(Beginning of RECORDS FOR THIS EXERCISE)
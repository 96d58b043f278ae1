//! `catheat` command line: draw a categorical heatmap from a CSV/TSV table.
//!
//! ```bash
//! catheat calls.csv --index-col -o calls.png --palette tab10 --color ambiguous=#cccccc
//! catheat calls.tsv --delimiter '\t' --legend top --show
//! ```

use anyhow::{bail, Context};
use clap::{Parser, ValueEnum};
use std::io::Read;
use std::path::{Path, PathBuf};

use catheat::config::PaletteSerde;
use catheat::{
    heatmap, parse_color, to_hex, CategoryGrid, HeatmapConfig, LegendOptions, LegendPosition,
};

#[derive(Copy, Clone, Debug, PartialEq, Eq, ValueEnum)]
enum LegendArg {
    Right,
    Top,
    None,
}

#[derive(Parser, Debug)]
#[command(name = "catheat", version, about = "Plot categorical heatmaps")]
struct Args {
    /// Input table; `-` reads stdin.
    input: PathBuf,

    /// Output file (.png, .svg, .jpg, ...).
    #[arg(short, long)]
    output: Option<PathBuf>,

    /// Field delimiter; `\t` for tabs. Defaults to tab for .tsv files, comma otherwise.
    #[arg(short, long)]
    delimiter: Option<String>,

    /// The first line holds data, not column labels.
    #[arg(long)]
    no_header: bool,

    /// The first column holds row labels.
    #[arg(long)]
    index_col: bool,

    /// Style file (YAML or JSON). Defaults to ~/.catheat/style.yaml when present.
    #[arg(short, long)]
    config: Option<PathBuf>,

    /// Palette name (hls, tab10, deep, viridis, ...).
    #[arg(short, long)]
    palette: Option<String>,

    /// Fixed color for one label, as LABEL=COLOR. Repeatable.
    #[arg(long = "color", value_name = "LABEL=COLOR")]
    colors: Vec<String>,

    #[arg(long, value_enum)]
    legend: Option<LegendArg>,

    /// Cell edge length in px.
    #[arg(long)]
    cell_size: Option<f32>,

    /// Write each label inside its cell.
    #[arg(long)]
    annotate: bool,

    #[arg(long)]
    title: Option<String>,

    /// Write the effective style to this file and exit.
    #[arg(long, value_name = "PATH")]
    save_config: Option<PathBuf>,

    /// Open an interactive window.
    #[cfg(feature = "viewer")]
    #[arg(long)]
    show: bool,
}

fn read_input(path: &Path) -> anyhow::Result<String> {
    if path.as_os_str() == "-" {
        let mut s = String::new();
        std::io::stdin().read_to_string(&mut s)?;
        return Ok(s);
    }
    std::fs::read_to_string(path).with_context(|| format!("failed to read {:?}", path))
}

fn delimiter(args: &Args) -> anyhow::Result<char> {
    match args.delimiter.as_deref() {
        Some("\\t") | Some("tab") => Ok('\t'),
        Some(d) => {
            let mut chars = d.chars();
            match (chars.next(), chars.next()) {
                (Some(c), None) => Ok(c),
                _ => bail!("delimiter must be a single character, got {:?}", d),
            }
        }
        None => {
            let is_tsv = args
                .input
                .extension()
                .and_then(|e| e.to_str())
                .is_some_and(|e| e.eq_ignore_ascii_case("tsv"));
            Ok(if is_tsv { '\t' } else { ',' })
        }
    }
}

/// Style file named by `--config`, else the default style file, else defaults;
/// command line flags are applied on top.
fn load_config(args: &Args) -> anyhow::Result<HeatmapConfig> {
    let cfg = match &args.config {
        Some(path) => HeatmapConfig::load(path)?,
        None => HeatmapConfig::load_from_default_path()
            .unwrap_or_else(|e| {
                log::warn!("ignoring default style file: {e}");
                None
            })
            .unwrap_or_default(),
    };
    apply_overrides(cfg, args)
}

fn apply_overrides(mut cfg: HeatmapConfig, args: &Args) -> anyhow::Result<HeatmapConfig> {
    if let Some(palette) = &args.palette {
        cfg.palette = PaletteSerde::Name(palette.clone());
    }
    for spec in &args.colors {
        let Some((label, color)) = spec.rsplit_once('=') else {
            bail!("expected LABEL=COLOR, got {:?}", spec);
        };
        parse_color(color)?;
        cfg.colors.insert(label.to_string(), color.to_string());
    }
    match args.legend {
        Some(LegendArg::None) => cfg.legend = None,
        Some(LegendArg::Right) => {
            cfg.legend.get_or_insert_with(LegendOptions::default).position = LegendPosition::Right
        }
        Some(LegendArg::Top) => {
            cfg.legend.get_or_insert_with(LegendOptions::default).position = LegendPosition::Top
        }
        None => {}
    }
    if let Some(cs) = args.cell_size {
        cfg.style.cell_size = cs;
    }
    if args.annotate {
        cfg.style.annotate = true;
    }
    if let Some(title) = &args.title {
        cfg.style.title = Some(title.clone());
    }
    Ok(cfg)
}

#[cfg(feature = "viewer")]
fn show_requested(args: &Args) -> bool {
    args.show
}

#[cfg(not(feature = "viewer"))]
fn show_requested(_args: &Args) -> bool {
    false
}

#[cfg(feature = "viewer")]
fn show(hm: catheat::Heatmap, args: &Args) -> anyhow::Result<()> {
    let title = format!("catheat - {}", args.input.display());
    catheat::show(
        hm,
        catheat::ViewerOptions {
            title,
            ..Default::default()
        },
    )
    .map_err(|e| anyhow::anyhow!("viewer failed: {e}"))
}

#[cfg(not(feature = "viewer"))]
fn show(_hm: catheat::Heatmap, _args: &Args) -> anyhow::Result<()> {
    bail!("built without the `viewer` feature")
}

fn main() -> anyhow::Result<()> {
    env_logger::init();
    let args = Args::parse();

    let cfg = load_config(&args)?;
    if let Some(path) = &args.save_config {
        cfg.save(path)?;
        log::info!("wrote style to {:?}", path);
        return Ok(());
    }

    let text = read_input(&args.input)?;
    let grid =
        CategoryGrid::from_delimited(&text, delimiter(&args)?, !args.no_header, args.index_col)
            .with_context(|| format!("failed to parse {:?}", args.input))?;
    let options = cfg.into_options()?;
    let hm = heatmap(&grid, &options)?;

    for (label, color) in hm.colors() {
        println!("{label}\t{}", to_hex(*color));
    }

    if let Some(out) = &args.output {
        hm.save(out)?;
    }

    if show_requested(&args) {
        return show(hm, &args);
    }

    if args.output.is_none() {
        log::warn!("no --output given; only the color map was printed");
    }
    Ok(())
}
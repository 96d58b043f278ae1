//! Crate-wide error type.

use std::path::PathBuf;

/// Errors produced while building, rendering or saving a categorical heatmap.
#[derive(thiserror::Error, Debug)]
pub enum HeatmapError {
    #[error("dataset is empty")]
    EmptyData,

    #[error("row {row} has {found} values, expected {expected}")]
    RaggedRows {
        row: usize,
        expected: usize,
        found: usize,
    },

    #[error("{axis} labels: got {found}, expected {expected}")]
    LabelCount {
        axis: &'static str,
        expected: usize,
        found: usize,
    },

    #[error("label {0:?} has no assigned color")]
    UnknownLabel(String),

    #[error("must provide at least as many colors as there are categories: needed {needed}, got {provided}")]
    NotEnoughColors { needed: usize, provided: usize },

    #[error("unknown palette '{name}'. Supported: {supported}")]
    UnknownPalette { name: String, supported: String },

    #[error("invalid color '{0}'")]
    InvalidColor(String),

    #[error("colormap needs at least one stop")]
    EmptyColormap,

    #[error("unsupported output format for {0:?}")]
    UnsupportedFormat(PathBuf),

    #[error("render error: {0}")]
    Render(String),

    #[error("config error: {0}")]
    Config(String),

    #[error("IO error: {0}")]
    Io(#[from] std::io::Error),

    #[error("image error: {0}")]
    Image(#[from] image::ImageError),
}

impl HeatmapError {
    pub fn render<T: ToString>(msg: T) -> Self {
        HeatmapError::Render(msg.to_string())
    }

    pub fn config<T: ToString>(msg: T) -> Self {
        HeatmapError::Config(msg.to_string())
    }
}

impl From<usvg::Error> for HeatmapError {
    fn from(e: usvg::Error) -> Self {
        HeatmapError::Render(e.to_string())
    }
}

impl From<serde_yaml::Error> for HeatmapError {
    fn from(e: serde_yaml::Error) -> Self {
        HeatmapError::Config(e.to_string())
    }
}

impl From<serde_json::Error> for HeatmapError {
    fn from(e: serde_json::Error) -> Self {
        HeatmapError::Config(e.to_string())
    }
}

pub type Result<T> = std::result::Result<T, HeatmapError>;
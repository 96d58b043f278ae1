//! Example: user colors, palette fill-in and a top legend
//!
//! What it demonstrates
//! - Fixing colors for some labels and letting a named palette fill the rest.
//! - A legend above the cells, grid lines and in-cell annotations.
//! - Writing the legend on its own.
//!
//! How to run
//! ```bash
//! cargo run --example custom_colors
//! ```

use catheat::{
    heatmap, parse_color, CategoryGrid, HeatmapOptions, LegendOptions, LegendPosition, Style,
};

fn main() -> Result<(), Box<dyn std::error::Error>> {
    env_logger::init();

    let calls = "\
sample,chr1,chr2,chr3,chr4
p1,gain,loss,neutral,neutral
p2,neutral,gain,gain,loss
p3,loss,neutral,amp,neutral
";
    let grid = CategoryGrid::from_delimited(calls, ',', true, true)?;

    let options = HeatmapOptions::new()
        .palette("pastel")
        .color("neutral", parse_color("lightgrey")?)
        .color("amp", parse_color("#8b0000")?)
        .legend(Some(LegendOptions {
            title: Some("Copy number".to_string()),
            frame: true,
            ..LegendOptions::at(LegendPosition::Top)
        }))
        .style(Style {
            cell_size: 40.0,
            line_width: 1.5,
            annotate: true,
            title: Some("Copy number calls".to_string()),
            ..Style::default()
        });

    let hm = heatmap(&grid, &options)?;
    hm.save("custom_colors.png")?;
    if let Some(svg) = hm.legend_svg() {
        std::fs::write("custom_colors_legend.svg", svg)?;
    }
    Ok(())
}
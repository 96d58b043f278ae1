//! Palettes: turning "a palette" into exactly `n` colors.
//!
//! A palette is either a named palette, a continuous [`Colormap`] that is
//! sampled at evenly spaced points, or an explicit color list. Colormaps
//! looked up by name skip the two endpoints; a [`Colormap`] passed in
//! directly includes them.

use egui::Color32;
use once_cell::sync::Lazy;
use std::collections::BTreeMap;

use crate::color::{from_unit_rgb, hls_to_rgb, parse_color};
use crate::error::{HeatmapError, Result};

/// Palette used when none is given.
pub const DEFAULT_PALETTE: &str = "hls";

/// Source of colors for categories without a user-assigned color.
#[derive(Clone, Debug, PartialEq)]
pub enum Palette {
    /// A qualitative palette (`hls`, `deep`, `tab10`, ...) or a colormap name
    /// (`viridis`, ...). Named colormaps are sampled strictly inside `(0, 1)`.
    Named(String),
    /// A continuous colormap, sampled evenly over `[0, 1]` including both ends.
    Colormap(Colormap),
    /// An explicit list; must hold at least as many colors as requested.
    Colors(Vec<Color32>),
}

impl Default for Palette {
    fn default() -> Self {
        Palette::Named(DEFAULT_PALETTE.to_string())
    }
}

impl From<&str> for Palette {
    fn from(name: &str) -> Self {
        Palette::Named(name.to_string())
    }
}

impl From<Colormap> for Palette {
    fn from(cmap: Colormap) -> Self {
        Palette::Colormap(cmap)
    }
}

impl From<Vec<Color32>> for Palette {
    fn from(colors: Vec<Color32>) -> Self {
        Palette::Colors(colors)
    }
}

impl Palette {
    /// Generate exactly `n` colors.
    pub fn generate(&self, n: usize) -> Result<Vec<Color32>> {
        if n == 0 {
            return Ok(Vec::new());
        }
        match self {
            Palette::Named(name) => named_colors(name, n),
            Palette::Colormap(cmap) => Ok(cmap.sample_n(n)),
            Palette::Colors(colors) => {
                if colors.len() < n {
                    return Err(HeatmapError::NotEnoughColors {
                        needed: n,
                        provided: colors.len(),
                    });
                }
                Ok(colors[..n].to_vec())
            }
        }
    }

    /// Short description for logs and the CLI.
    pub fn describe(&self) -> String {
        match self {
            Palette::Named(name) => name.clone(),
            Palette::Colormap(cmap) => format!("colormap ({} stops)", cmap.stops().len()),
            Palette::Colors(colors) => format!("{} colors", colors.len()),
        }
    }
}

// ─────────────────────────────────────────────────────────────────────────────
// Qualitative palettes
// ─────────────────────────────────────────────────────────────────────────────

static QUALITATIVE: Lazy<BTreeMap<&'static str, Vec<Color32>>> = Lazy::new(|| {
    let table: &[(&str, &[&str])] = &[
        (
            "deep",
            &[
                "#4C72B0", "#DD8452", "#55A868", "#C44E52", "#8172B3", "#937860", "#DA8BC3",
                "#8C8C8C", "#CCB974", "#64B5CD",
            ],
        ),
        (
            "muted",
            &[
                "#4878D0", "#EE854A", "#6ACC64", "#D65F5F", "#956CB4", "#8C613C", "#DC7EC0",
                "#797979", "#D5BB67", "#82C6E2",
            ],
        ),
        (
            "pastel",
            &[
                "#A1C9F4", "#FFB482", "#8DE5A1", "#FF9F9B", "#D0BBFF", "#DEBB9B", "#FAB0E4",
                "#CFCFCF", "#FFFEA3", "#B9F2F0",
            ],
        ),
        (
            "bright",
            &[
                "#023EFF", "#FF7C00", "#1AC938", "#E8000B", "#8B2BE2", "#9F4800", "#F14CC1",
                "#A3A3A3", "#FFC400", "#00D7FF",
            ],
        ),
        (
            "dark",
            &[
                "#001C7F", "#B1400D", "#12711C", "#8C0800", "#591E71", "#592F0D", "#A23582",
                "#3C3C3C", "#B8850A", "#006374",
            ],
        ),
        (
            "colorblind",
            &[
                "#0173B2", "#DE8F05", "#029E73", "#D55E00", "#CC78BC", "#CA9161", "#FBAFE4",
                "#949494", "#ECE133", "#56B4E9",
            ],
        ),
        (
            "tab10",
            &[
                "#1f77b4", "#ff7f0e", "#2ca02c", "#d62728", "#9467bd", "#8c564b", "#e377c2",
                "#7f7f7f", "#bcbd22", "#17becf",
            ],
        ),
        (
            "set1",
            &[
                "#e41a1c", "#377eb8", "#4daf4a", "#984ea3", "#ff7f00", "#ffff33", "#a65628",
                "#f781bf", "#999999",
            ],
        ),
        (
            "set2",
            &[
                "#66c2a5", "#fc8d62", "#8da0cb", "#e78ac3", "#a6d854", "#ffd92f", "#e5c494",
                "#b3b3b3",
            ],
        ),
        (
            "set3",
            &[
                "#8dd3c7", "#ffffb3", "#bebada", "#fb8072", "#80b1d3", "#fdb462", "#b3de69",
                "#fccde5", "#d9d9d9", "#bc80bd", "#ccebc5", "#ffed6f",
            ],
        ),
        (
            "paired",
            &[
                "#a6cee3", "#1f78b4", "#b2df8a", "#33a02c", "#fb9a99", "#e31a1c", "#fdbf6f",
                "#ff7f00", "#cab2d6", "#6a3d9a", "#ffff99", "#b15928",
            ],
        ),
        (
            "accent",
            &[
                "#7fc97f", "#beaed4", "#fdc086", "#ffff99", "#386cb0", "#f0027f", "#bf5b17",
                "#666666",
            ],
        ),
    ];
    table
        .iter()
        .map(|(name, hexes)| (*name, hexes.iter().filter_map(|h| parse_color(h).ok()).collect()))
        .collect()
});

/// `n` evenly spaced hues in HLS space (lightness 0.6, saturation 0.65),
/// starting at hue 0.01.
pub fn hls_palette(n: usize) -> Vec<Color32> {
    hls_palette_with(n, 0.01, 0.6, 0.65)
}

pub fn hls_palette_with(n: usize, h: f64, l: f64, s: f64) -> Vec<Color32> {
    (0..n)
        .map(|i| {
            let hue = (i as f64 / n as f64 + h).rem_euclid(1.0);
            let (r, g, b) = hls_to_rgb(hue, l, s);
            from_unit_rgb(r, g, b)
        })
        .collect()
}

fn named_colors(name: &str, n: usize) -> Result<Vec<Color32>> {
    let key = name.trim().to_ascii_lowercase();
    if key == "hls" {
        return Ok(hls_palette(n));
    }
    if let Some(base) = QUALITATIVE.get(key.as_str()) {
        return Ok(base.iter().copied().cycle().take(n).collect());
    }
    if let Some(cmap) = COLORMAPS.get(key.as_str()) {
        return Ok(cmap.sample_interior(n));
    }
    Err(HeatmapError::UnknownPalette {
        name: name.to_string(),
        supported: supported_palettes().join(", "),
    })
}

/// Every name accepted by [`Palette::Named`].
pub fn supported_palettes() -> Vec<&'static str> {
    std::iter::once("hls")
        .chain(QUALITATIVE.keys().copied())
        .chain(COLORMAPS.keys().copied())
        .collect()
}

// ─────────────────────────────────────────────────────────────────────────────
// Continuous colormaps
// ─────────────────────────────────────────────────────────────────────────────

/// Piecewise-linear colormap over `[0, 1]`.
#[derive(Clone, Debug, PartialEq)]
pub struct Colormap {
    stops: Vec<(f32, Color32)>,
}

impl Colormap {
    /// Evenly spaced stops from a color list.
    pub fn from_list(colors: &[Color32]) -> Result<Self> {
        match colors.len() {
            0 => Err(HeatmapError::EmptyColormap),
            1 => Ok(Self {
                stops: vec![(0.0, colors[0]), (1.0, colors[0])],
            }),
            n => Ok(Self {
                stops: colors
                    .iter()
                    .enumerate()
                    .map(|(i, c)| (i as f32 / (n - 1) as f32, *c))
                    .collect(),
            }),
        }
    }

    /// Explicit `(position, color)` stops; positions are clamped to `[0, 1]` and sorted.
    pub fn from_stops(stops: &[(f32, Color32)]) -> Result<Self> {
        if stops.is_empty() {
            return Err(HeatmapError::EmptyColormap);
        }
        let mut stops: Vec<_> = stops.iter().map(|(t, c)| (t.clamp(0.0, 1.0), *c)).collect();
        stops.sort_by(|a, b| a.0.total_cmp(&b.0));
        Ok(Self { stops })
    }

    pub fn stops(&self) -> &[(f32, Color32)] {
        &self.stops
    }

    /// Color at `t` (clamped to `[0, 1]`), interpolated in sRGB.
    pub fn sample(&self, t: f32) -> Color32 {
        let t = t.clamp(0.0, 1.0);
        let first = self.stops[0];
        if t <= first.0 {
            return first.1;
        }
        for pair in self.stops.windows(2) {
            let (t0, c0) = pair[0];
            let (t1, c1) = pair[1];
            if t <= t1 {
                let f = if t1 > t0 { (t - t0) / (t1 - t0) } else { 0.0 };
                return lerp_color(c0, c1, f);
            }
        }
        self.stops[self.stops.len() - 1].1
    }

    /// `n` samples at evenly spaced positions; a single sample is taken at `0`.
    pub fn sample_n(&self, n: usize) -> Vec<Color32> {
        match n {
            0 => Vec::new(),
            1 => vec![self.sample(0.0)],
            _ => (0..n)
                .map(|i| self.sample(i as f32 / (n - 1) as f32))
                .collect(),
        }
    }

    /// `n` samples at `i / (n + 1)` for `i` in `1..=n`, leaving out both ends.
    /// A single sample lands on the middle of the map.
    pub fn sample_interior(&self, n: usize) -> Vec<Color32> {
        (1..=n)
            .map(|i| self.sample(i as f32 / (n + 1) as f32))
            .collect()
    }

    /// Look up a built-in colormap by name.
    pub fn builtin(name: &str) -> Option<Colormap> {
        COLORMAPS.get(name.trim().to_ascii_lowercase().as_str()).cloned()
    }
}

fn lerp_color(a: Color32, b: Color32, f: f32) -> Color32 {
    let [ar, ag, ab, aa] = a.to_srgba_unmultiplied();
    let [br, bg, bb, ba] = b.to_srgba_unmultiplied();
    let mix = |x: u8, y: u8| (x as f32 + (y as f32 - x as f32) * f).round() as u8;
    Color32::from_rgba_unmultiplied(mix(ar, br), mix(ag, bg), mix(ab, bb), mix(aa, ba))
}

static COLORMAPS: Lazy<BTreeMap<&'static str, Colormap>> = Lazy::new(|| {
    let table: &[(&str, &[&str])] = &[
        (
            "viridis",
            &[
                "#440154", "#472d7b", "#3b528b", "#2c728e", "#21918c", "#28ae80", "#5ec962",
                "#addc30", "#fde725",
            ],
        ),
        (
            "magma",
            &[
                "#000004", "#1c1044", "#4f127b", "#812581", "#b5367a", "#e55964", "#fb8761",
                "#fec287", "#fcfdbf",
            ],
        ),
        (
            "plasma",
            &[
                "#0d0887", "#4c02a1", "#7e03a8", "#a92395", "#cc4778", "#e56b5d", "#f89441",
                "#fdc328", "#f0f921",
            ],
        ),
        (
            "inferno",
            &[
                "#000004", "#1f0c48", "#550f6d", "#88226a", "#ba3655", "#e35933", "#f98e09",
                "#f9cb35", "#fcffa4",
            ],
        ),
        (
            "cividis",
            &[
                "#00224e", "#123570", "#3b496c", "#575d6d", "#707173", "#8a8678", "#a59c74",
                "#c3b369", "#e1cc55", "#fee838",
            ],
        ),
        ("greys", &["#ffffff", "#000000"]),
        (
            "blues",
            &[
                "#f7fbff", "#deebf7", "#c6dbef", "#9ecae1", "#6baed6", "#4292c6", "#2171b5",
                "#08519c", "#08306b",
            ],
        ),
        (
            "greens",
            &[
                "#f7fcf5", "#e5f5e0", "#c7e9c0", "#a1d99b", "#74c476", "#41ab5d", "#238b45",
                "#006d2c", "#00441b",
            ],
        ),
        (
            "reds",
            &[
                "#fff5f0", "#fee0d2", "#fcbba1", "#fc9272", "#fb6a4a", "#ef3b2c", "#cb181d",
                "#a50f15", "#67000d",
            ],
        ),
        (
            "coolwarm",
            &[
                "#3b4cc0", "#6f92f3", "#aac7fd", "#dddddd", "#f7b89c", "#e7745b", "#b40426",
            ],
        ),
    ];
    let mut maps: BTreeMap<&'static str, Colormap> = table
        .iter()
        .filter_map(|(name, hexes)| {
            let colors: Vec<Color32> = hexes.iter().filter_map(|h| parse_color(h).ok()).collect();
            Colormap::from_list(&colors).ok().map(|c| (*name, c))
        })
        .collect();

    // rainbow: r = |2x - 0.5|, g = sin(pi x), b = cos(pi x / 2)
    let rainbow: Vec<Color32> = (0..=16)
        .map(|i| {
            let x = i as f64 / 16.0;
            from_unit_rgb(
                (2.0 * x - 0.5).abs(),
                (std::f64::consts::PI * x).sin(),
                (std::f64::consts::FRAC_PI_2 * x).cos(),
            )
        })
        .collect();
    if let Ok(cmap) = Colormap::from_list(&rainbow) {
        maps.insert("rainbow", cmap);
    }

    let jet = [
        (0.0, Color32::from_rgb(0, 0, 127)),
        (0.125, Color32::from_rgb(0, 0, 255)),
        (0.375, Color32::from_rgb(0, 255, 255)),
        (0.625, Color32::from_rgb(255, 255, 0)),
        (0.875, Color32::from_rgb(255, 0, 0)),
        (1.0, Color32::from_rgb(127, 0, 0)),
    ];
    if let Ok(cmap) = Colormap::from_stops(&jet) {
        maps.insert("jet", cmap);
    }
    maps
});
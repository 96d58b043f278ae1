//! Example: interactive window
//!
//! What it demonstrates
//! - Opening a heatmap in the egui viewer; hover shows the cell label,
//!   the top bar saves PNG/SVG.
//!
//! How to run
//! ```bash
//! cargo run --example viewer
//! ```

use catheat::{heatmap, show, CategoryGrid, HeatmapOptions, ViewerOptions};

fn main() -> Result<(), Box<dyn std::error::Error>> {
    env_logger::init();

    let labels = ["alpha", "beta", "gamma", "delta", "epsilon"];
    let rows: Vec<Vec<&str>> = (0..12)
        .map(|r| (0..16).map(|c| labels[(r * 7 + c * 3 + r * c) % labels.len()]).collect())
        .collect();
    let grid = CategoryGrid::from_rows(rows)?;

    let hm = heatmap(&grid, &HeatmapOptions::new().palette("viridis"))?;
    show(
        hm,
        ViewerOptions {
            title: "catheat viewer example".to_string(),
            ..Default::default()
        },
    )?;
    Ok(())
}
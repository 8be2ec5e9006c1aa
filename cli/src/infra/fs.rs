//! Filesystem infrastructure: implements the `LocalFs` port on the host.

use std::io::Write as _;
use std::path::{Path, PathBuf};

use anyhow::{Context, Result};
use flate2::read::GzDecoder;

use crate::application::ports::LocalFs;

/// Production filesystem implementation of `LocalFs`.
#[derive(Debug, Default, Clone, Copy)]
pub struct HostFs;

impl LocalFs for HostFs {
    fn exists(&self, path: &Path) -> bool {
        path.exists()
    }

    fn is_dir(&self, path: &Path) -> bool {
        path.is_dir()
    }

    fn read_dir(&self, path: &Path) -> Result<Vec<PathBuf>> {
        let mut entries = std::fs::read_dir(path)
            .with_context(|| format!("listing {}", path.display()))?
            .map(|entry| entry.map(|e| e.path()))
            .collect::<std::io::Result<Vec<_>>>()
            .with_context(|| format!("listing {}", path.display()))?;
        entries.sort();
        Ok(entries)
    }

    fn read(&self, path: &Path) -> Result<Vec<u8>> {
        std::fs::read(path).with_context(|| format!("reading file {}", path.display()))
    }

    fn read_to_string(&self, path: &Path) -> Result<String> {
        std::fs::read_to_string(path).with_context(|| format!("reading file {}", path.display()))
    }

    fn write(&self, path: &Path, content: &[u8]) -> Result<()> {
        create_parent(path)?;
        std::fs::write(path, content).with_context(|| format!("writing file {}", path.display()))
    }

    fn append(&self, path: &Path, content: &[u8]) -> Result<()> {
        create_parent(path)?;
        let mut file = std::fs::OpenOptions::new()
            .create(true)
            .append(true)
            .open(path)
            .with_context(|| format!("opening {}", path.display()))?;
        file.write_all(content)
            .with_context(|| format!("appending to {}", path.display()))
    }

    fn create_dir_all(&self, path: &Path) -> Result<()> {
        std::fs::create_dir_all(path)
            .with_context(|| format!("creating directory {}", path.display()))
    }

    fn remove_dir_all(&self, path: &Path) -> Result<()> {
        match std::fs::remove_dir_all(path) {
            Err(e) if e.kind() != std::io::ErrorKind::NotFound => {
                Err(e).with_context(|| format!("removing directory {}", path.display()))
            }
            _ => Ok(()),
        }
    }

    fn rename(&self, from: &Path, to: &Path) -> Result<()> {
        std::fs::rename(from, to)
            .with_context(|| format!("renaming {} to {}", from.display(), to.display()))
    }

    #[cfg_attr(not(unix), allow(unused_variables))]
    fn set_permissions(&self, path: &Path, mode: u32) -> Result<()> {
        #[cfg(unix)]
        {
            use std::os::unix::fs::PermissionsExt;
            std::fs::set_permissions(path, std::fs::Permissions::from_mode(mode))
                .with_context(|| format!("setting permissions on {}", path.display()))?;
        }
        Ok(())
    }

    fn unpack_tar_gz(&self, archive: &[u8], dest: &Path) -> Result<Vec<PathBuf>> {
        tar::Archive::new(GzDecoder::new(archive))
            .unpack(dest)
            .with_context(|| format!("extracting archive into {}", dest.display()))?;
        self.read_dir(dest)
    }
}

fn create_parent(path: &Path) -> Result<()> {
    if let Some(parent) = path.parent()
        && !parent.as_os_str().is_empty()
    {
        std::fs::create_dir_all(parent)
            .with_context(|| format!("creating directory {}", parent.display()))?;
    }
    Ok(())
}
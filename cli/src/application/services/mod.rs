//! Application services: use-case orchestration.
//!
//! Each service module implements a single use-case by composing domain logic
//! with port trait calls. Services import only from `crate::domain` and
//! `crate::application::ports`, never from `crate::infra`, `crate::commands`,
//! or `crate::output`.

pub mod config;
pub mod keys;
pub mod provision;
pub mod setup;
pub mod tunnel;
(End of RECORDS FOR THIS EXERCISE)
**TASK INSTRUCTIONS**
Above are the records. Identify each line that contains the word "ports".

**TASK RESPONSE**
use crate::application::ports::LocalFs;
//! `crate::application::ports`, never from `crate::infra`, `crate::commands`,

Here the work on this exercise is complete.